For terrain with hills and slopes, return real elevation data from GetHeight:

[Service(typeof(ITerrainProvider))]
public class HeightmapTerrainProvider : ITerrainProvider
{
    private readonly float[,] _heightmap;
    private readonly float _cellSize;
    private readonly int _width;
    private readonly int _depth;

    public HeightmapTerrainProvider(/* load your heightmap data */)
    {
        _cellSize = 100f;
        _heightmap = LoadHeightmap(); // float[,] of elevation values
        _width = _heightmap.GetLength(1);
        _depth = _heightmap.GetLength(0);
    }

    public bool IsWalkable(float x, float y, float z)
    {
        // Check bounds and optionally check slope steepness
        int cx = (int)(x / _cellSize);
        int cz = (int)(z / _cellSize);
        return cx >= 0 && cz >= 0 && cx < _width && cz < _depth;
    }

    public float GetHeight(float x, float z)
    {
        // Bilinear interpolation for smooth terrain
        float fx = x / _cellSize;
        float fz = z / _cellSize;
        int x0 = Math.Clamp((int)fx, 0, _width - 2);
        int z0 = Math.Clamp((int)fz, 0, _depth - 2);
        float tx = fx - x0;
        float tz = fz - z0;

        float h00 = _heightmap[z0, x0];
        float h10 = _heightmap[z0, x0 + 1];
        float h01 = _heightmap[z0 + 1, x0];
        float h11 = _heightmap[z0 + 1, x0 + 1];

        return (1 - tx) * (1 - tz) * h00
             + tx * (1 - tz) * h10
             + (1 - tx) * tz * h01
             + tx * tz * h11;
    }

    public Vector3 GetNormal(float x, float z)
    {
        // Compute normal from heightmap gradient
        float h = GetHeight(x, z);
        float hx = GetHeight(x + _cellSize, z);
        float hz = GetHeight(x, z + _cellSize);
        var normal = Vector3.Normalize(new Vector3(h - hx, _cellSize, h - hz));
        return normal;
    }
}

The controller uses GetHeight for gravity (character settles to terrain elevation) and GetNormal for slope limits (character can't walk up cliffs steeper than MaxSlopeAngleDeg).

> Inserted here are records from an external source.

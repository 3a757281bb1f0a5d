//! Persistence layer for output projects and milestones.
//!
//! Backed by SQLite via sqlx. The one operation with interesting semantics is
//! [`ProjectStore::set_agent_session_id_if_null`]: the agent's conversation id
//! must be written set-if-null so concurrent captures (two workers parsing
//! init lines for the same project) cannot overwrite an established id. The
//! same conditional-update shape is reused for milestone dispatch claims and
//! forward-only status transitions.

pub mod models;
pub mod schema;

use std::path::{Path, PathBuf};

use sqlx::sqlite::{SqlitePool, SqlitePoolOptions};
use thiserror::Error;

use crate::util::now_ms;
use models::{Milestone, OutputProject, ProjectStatus};

/// Errors from the persistence layer.
#[derive(Debug, Error)]
pub enum StoreError {
    #[error("database error: {0}")]
    Database(#[from] sqlx::Error),

    #[error("io error: {0}")]
    Io(#[from] std::io::Error),

    #[error("not found: {0}")]
    NotFound(String),
}

pub type StoreResult<T> = Result<T, StoreError>;

/// SQLite-backed store for output projects and milestones.
pub struct ProjectStore {
    pool: SqlitePool,
    db_path: PathBuf,
}

impl ProjectStore {
    /// Open (creating if needed) the database at `db_path` and ensure the
    /// schema exists.
    pub async fn new(db_path: impl AsRef<Path>) -> StoreResult<Self> {
        let db_path = db_path.as_ref();

        if let Some(parent) = db_path.parent() {
            std::fs::create_dir_all(parent)?;
        }

        let database_url = format!("sqlite:{}?mode=rwc", db_path.display());

        let pool = SqlitePoolOptions::new()
            .max_connections(5)
            .min_connections(1)
            .connect(&database_url)
            .await?;

        // WAL mode for concurrent readers alongside the writer
        sqlx::query("PRAGMA journal_mode = WAL").execute(&pool).await?;
        sqlx::query("PRAGMA synchronous = NORMAL")
            .execute(&pool)
            .await?;

        sqlx::raw_sql(schema::SCHEMA).execute(&pool).await?;

        Ok(Self {
            pool,
            db_path: db_path.to_path_buf(),
        })
    }

    pub fn db_path(&self) -> &Path {
        &self.db_path
    }

    // ─── Projects ────────────────────────────────────────────────────────────

    /// Insert a new output project in status `created`.
    pub async fn create_project(
        &self,
        id: &str,
        workspace_path: &str,
    ) -> StoreResult<OutputProject> {
        let now = now_ms();
        sqlx::query(
            r#"
            INSERT INTO output_projects (id, workspace_path, status, created_at, updated_at)
            VALUES (?, ?, 'created', ?, ?)
            "#,
        )
        .bind(id)
        .bind(workspace_path)
        .bind(now)
        .bind(now)
        .execute(&self.pool)
        .await?;

        Ok(OutputProject {
            id: id.to_string(),
            workspace_path: workspace_path.to_string(),
            agent_session_id: None,
            status: ProjectStatus::Created,
            created_at: now,
            updated_at: now,
        })
    }

    /// Fetch a project by id.
    pub async fn project(&self, id: &str) -> StoreResult<Option<OutputProject>> {
        let row = sqlx::query_as::<_, OutputProject>(
            "SELECT id, workspace_path, agent_session_id, status, created_at, updated_at
             FROM output_projects WHERE id = ?",
        )
        .bind(id)
        .fetch_optional(&self.pool)
        .await?;
        Ok(row)
    }

    /// Record the agent's conversation id, only if none is recorded yet.
    ///
    /// Returns `true` if this call won the write. `false` means the column was
    /// already non-null (a concurrent capture got there first, or the id was
    /// learned on an earlier run) and nothing was changed.
    pub async fn set_agent_session_id_if_null(
        &self,
        project_id: &str,
        agent_session_id: &str,
    ) -> StoreResult<bool> {
        let result = sqlx::query(
            "UPDATE output_projects
             SET agent_session_id = ?, updated_at = ?
             WHERE id = ? AND agent_session_id IS NULL",
        )
        .bind(agent_session_id)
        .bind(now_ms())
        .bind(project_id)
        .execute(&self.pool)
        .await?;
        Ok(result.rows_affected() == 1)
    }

    /// Advance status created → initialized. Forward-only: a no-op (returning
    /// `false`) unless the project is currently `created`.
    pub async fn mark_initialized(&self, project_id: &str) -> StoreResult<bool> {
        self.advance_status(project_id, ProjectStatus::Created, ProjectStatus::Initialized)
            .await
    }

    /// Advance status initialized → active. Forward-only.
    pub async fn mark_active(&self, project_id: &str) -> StoreResult<bool> {
        self.advance_status(
            project_id,
            ProjectStatus::Initialized,
            ProjectStatus::Active,
        )
        .await
    }

    async fn advance_status(
        &self,
        project_id: &str,
        from: ProjectStatus,
        to: ProjectStatus,
    ) -> StoreResult<bool> {
        let result = sqlx::query(
            "UPDATE output_projects SET status = ?, updated_at = ? WHERE id = ? AND status = ?",
        )
        .bind(to)
        .bind(now_ms())
        .bind(project_id)
        .bind(from)
        .execute(&self.pool)
        .await?;
        Ok(result.rows_affected() == 1)
    }

    // ─── Milestones ──────────────────────────────────────────────────────────

    /// Insert a new milestone for a project.
    pub async fn create_milestone(
        &self,
        id: &str,
        output_project_id: &str,
        context_file_path: &str,
    ) -> StoreResult<Milestone> {
        let now = now_ms();
        sqlx::query(
            r#"
            INSERT INTO milestones (id, output_project_id, context_file_path, created_at)
            VALUES (?, ?, ?, ?)
            "#,
        )
        .bind(id)
        .bind(output_project_id)
        .bind(context_file_path)
        .bind(now)
        .execute(&self.pool)
        .await?;

        Ok(Milestone {
            id: id.to_string(),
            output_project_id: output_project_id.to_string(),
            context_file_path: context_file_path.to_string(),
            created_at: now,
            dispatched_at: None,
            completed_at: None,
        })
    }

    /// Fetch a milestone by id.
    pub async fn milestone(&self, id: &str) -> StoreResult<Option<Milestone>> {
        let row = sqlx::query_as::<_, Milestone>(
            "SELECT id, output_project_id, context_file_path, created_at, dispatched_at, completed_at
             FROM milestones WHERE id = ?",
        )
        .bind(id)
        .fetch_optional(&self.pool)
        .await?;
        Ok(row)
    }

    /// Claim a milestone for dispatch to the agent. Set-if-null on
    /// `dispatched_at`: returns `true` exactly once per milestone, so
    /// reconnecting to an already-delivered milestone's endpoint does not
    /// re-inject it.
    pub async fn claim_milestone_dispatch(&self, milestone_id: &str) -> StoreResult<bool> {
        let result = sqlx::query(
            "UPDATE milestones SET dispatched_at = ? WHERE id = ? AND dispatched_at IS NULL",
        )
        .bind(now_ms())
        .bind(milestone_id)
        .execute(&self.pool)
        .await?;
        Ok(result.rows_affected() == 1)
    }
}

#[cfg(test)]
mod tests {
    use super::*;

    async fn test_store() -> (tempfile::TempDir, ProjectStore) {
        let dir = tempfile::tempdir().unwrap();
        let store = ProjectStore::new(dir.path().join("test.db")).await.unwrap();
        (dir, store)
    }

    #[tokio::test]
    async fn test_project_roundtrip() {
        let (_dir, store) = test_store().await;
        store.create_project("op_A", "/ws/A").await.unwrap();

        let p = store.project("op_A").await.unwrap().unwrap();
        assert_eq!(p.workspace_path, "/ws/A");
        assert_eq!(p.status, ProjectStatus::Created);
        assert!(p.agent_session_id.is_none());

        assert!(store.project("op_missing").await.unwrap().is_none());
    }

    #[tokio::test]
    async fn test_agent_session_id_set_once() {
        let (_dir, store) = test_store().await;
        store.create_project("op_A", "/ws/A").await.unwrap();

        assert!(store
            .set_agent_session_id_if_null("op_A", "ag_42")
            .await
            .unwrap());
        // Second writer loses and does not overwrite
        assert!(!store
            .set_agent_session_id_if_null("op_A", "ag_99")
            .await
            .unwrap());

        let p = store.project("op_A").await.unwrap().unwrap();
        assert_eq!(p.agent_session_id.as_deref(), Some("ag_42"));
    }

    #[tokio::test]
    async fn test_status_transitions_forward_only() {
        let (_dir, store) = test_store().await;
        store.create_project("op_A", "/ws/A").await.unwrap();

        assert!(store.mark_initialized("op_A").await.unwrap());
        // Repeat spawn does not re-transition
        assert!(!store.mark_initialized("op_A").await.unwrap());

        assert!(store.mark_active("op_A").await.unwrap());
        assert!(!store.mark_active("op_A").await.unwrap());
        // No regression back to initialized
        assert!(!store.mark_initialized("op_A").await.unwrap());

        let p = store.project("op_A").await.unwrap().unwrap();
        assert_eq!(p.status, ProjectStatus::Active);
    }

    #[tokio::test]
    async fn test_mark_active_requires_initialized() {
        let (_dir, store) = test_store().await;
        store.create_project("op_A", "/ws/A").await.unwrap();
        // created → active is not a legal jump
        assert!(!store.mark_active("op_A").await.unwrap());
        let p = store.project("op_A").await.unwrap().unwrap();
        assert_eq!(p.status, ProjectStatus::Created);
    }

    #[tokio::test]
    async fn test_milestone_dispatch_claimed_once() {
        let (_dir, store) = test_store().await;
        store.create_project("op_A", "/ws/A").await.unwrap();
        store
            .create_milestone("m_1", "op_A", "/ws/A/.planning/m_1/CONTEXT.md")
            .await
            .unwrap();

        let m = store.milestone("m_1").await.unwrap().unwrap();
        assert!(m.dispatched_at.is_none());

        assert!(store.claim_milestone_dispatch("m_1").await.unwrap());
        assert!(!store.claim_milestone_dispatch("m_1").await.unwrap());

        let m = store.milestone("m_1").await.unwrap().unwrap();
        assert!(m.dispatched_at.is_some());
    }
}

Switching to Physics Later

Change one config line — zero code changes:

altruist:
  game:
    physics:
      enabled: true   # BEPU handles everything now
Heightmap ProviderPhysics Provider
MovementWalkability grid + collider mathBEPU capsule casts
GroundGetHeight()BEPU ray casts
ObstaclesColliderDescriptors sphere checkBEPU narrow phase
AccuracyGood (sphere/box approximation)Precise (convex meshes)
PerformanceVery fast (no physics overhead)Heavier (full simulation)

Note:

Start with heightmap (simpler, faster, no physics dependency). Switch to BEPU later if you need precise mesh collision or rigid body dynamics. Your character controller code, entity shapes, and collision handlers all work the same either way.